It reminds me of a 300 level fine arts class I had in college. Being a CS major and having artistic skills are not common and the application of logic to art is probably not something the Art Department was accustomed to. I remember learning of the masters, the great artists that had created a new style and had altered a norm and had become famous for their unique perspective and talent. Then in art class the instructor teaches you how to hold the brush in your hand, how to make the strokes, how to portray depth, how to do each and everything and then grade you on your conformance. If I painted just like Picasso then I would never be famous. I would be another painter that painted like Picasso. I had been taught what made a great artist and then told not to do the very things that made them great. I had been exposed to the model but taught to follow the method.

Why do I go into these past experiences? They form the foundation of my reasoning. I have always said, "It takes a village to make a village idiot." Without the foundation of understanding then methods are followed for the wrong reasons. I heard this story once.

A woman was cooking a ham. Her daughter-in-law notices that she cuts the ends off of the ham before baking it. She asks why. "Because it makes it taste better." Does it really make it taste better? After some investigation it was learned that the reason why she cut the ends off of the ham is because her mother did the same. The reason her mother did it was because she had seen it done by her mother. The reason the grandmother did it was because her baking pan was too small to hold the ham unless she cut off the ends.

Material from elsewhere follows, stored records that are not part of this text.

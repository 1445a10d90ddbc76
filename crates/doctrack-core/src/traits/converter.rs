//! Document conversion trait.

use async_trait::async_trait;
use serde::{Deserialize, Serialize};

use crate::result::AppResult;

/// A single conversion request.
///
/// Extensions are lowercase and carry no leading dot.
#[derive(Debug, Clone, PartialEq, Eq, Serialize, Deserialize)]
pub struct ConversionRequest {
    /// URI the conversion service downloads the source from.
    pub source_uri: String,
    /// Extension of the source content.
    pub source_ext: String,
    /// Extension the caller wants back.
    pub target_ext: String,
    /// Revision key; identical keys let the service reuse earlier work.
    pub key: String,
    /// Whether the service may answer before the conversion finished.
    pub is_async: bool,
}

impl ConversionRequest {
    /// Creates a synchronous request.
    pub fn new(
        source_uri: impl Into<String>,
        source_ext: impl Into<String>,
        target_ext: impl Into<String>,
        key: impl Into<String>,
    ) -> Self {
        let source_ext: String = source_ext.into();
        let target_ext: String = target_ext.into();
        Self {
            source_uri: source_uri.into(),
            source_ext: source_ext.trim_start_matches('.').to_lowercase(),
            target_ext: target_ext.trim_start_matches('.').to_lowercase(),
            key: key.into(),
            is_async: false,
        }
    }

    /// Source and target formats are identical, so nothing has to run.
    pub fn is_identity(&self) -> bool {
        self.source_ext == self.target_ext
    }
}

/// What the conversion service reported.
#[derive(Debug, Clone, PartialEq, Eq, Serialize, Deserialize)]
pub struct ConversionOutcome {
    /// Progress from 0 to 100.
    pub percent: u8,
    /// Location of the converted content, present once `percent == 100`.
    pub uri: Option<String>,
    /// Extension of the converted content.
    pub file_type: Option<String>,
}

impl ConversionOutcome {
    /// The outcome of a bypassed conversion: the source, unchanged.
    pub fn passthrough(request: &ConversionRequest) -> Self {
        Self {
            percent: 100,
            uri: Some(request.source_uri.clone()),
            file_type: Some(request.target_ext.clone()),
        }
    }

    /// The converted URI, if the conversion has finished.
    pub fn completed_uri(&self) -> Option<&str> {
        if self.percent >= 100 {
            self.uri.as_deref()
        } else {
            None
        }
    }
}

/// Converts documents between formats through an external service.
///
/// Implementations perform one attempt per call and must be safe to call
/// concurrently for different keys. Retrying is the caller's decision.
#[async_trait]
pub trait DocumentConverter: Send + Sync + std::fmt::Debug + 'static {
    /// Convert `request.source_uri` into `request.target_ext`.
    async fn convert(&self, request: &ConversionRequest) -> AppResult<ConversionOutcome>;
}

Why do software development methodologies have the steps that they do? In the beginning the reason for the method was known. The key is that reason must not be lost and must be understood.

As computer scientists, instead of just developers, we have been trained to act in all the roles of software development. If your software process falls short in some area, we can fix it. We can have emergent processes if managers will get out of the way and if developers can wake up and become computer scientists and if we will work towards a goal and take whichever road gets us there. Life may be a journey and the road taken important, but software development is a destination. We have to lay down the pride, we have to give up the heroics, and work as a team. I guess this means we have to understand what work is. We have to understand why methods exist and what goals they are trying to achieve. We have to wake up and be thinking individuals that question everything and that do not want fame for anything.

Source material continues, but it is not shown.